Stored items:
————————

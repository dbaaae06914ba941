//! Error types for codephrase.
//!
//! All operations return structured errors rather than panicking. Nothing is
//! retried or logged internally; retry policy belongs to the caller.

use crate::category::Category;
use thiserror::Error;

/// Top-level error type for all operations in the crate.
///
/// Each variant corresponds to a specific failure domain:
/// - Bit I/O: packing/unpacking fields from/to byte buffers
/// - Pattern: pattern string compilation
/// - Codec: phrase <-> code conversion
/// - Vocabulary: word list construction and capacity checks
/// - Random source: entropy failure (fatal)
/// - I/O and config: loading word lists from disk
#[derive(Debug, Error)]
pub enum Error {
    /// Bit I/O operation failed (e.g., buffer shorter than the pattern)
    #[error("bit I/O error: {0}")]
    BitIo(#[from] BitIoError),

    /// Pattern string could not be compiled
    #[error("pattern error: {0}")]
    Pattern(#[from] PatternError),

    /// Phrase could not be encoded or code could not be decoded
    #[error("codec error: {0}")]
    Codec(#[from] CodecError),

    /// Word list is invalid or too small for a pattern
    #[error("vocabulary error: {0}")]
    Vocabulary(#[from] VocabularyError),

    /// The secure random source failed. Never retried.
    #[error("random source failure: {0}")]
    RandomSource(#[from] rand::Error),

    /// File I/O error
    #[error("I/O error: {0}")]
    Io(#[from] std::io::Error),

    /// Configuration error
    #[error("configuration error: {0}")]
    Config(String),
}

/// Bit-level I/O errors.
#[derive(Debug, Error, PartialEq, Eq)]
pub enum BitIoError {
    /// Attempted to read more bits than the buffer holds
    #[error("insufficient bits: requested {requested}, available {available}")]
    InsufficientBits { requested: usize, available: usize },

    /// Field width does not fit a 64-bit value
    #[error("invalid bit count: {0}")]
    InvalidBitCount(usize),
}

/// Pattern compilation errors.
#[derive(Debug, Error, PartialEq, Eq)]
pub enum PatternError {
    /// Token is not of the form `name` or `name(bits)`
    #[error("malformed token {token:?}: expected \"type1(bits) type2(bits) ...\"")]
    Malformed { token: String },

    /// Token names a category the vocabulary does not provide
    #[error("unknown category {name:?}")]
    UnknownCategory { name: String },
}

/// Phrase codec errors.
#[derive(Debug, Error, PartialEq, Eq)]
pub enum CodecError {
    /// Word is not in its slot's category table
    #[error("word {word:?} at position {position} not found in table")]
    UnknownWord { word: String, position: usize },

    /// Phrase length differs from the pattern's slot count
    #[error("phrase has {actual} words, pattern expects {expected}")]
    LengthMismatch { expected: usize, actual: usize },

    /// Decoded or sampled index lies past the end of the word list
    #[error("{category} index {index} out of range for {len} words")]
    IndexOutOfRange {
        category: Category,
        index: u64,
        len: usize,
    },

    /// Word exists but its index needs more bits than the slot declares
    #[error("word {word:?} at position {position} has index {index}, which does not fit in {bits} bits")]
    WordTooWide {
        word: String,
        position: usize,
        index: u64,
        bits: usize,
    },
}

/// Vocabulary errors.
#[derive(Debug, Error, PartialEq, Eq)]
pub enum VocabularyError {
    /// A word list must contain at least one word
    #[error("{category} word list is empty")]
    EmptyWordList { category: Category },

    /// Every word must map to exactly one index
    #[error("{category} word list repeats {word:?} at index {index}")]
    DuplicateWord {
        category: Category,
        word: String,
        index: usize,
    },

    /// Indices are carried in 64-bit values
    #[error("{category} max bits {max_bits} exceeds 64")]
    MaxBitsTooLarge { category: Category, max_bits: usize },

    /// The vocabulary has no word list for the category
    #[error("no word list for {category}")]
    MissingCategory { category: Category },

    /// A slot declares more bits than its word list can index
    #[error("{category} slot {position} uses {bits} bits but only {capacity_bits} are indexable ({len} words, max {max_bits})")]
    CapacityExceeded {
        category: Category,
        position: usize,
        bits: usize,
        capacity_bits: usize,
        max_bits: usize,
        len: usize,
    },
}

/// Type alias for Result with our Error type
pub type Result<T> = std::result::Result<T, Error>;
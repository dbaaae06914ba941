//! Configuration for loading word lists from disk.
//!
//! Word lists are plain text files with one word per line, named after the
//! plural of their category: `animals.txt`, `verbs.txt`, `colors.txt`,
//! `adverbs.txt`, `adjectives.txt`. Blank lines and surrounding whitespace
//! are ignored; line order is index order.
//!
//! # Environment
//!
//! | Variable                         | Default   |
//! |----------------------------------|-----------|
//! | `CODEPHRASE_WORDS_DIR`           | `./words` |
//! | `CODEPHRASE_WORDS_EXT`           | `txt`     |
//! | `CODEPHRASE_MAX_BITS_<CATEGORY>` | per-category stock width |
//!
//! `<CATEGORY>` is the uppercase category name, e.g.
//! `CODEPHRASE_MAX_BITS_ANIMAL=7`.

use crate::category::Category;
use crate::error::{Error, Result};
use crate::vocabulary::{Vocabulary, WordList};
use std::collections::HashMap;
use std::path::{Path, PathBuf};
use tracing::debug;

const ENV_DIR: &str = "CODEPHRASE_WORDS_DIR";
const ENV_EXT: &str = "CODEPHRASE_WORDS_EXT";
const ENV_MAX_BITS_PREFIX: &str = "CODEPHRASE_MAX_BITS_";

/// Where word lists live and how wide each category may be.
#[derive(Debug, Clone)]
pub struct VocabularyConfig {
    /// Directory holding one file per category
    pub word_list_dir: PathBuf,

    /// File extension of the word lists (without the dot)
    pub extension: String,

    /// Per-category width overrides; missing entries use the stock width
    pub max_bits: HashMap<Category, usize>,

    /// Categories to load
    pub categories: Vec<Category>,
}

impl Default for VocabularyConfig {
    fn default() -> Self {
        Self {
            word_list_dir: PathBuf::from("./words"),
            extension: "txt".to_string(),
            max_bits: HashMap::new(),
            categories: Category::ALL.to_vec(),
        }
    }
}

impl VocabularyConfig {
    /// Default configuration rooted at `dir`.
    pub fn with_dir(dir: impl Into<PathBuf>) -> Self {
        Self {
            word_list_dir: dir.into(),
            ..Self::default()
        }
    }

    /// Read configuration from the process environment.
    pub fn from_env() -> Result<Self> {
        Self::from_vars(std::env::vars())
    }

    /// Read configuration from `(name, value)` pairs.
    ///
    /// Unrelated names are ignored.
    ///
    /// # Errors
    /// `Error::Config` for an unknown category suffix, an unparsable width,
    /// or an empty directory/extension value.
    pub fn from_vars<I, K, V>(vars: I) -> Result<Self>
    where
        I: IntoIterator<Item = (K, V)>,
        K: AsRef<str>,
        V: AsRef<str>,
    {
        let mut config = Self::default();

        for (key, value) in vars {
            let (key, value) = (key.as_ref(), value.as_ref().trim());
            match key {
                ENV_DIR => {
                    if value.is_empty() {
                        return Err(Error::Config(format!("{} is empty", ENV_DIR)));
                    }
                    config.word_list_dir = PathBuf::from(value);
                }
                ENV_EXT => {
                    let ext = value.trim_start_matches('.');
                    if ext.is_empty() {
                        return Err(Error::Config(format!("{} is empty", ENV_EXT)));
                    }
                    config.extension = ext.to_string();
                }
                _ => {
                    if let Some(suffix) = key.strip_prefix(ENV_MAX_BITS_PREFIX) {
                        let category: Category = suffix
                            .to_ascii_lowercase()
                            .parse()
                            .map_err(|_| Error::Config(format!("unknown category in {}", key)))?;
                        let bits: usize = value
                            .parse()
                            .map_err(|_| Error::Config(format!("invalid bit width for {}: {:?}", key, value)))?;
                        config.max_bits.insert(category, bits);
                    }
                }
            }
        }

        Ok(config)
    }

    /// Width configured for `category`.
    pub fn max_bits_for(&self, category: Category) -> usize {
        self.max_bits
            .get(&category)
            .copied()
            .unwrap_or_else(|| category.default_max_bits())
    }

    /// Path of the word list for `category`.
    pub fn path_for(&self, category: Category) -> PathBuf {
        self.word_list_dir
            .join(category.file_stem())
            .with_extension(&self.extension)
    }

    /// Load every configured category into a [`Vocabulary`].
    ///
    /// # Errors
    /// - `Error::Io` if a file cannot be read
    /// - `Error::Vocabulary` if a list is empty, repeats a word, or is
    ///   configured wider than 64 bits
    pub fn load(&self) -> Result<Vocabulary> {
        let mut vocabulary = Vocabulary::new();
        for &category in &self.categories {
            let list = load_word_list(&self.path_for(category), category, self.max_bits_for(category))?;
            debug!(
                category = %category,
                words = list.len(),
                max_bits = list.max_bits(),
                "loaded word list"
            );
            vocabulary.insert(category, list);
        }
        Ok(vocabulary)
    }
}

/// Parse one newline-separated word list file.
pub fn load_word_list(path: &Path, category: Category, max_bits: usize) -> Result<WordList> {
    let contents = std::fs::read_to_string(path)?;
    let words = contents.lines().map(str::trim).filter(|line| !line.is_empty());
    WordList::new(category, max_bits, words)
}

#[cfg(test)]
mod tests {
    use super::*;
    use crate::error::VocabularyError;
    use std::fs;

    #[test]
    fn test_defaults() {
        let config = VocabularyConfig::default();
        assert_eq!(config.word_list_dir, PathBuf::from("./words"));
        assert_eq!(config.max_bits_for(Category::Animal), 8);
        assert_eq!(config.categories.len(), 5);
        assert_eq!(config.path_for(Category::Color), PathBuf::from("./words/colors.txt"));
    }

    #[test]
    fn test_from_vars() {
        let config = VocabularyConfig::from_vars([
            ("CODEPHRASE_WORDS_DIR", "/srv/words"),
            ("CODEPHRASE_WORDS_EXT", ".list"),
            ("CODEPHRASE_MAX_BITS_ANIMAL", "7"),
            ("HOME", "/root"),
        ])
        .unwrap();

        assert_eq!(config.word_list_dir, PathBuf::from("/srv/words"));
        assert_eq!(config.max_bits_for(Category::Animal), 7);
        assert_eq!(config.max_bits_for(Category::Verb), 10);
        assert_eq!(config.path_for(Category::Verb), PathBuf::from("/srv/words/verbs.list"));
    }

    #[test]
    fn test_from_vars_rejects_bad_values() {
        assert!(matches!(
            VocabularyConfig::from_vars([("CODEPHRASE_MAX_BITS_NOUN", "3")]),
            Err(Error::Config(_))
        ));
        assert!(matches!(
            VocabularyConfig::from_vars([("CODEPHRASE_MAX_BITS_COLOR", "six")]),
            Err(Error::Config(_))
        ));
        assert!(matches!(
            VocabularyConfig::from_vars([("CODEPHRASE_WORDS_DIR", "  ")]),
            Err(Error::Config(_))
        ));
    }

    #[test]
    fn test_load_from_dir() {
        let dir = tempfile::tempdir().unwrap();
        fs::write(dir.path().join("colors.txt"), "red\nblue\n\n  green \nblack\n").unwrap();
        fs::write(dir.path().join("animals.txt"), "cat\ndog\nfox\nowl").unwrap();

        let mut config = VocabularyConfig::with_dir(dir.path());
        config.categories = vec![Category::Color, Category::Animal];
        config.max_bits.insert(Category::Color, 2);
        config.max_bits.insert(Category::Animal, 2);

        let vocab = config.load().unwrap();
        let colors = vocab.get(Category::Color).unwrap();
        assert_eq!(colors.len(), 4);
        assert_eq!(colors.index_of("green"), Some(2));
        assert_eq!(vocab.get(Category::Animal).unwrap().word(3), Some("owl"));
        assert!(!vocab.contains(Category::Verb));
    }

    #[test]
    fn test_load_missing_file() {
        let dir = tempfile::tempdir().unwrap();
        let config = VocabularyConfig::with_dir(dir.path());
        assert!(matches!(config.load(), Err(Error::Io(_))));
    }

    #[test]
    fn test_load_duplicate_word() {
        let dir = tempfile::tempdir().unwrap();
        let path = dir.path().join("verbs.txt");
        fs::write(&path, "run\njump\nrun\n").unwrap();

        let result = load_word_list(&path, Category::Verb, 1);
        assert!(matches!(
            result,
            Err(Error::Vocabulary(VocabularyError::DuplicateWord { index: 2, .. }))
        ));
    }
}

————————

Problem requirements: Exact duplication is required for the lines above, from the line that contains "config.categories = vec![Category::Color, Category::Animal];" to the line that contains "let vocab = config.load().unwrap();", inclusive; omit all others.

Solution to this problem:
        config.categories = vec![Category::Color, Category::Animal];
        config.max_bits.insert(Category::Color, 2);
        config.max_bits.insert(Category::Animal, 2);

        let vocab = config.load().unwrap();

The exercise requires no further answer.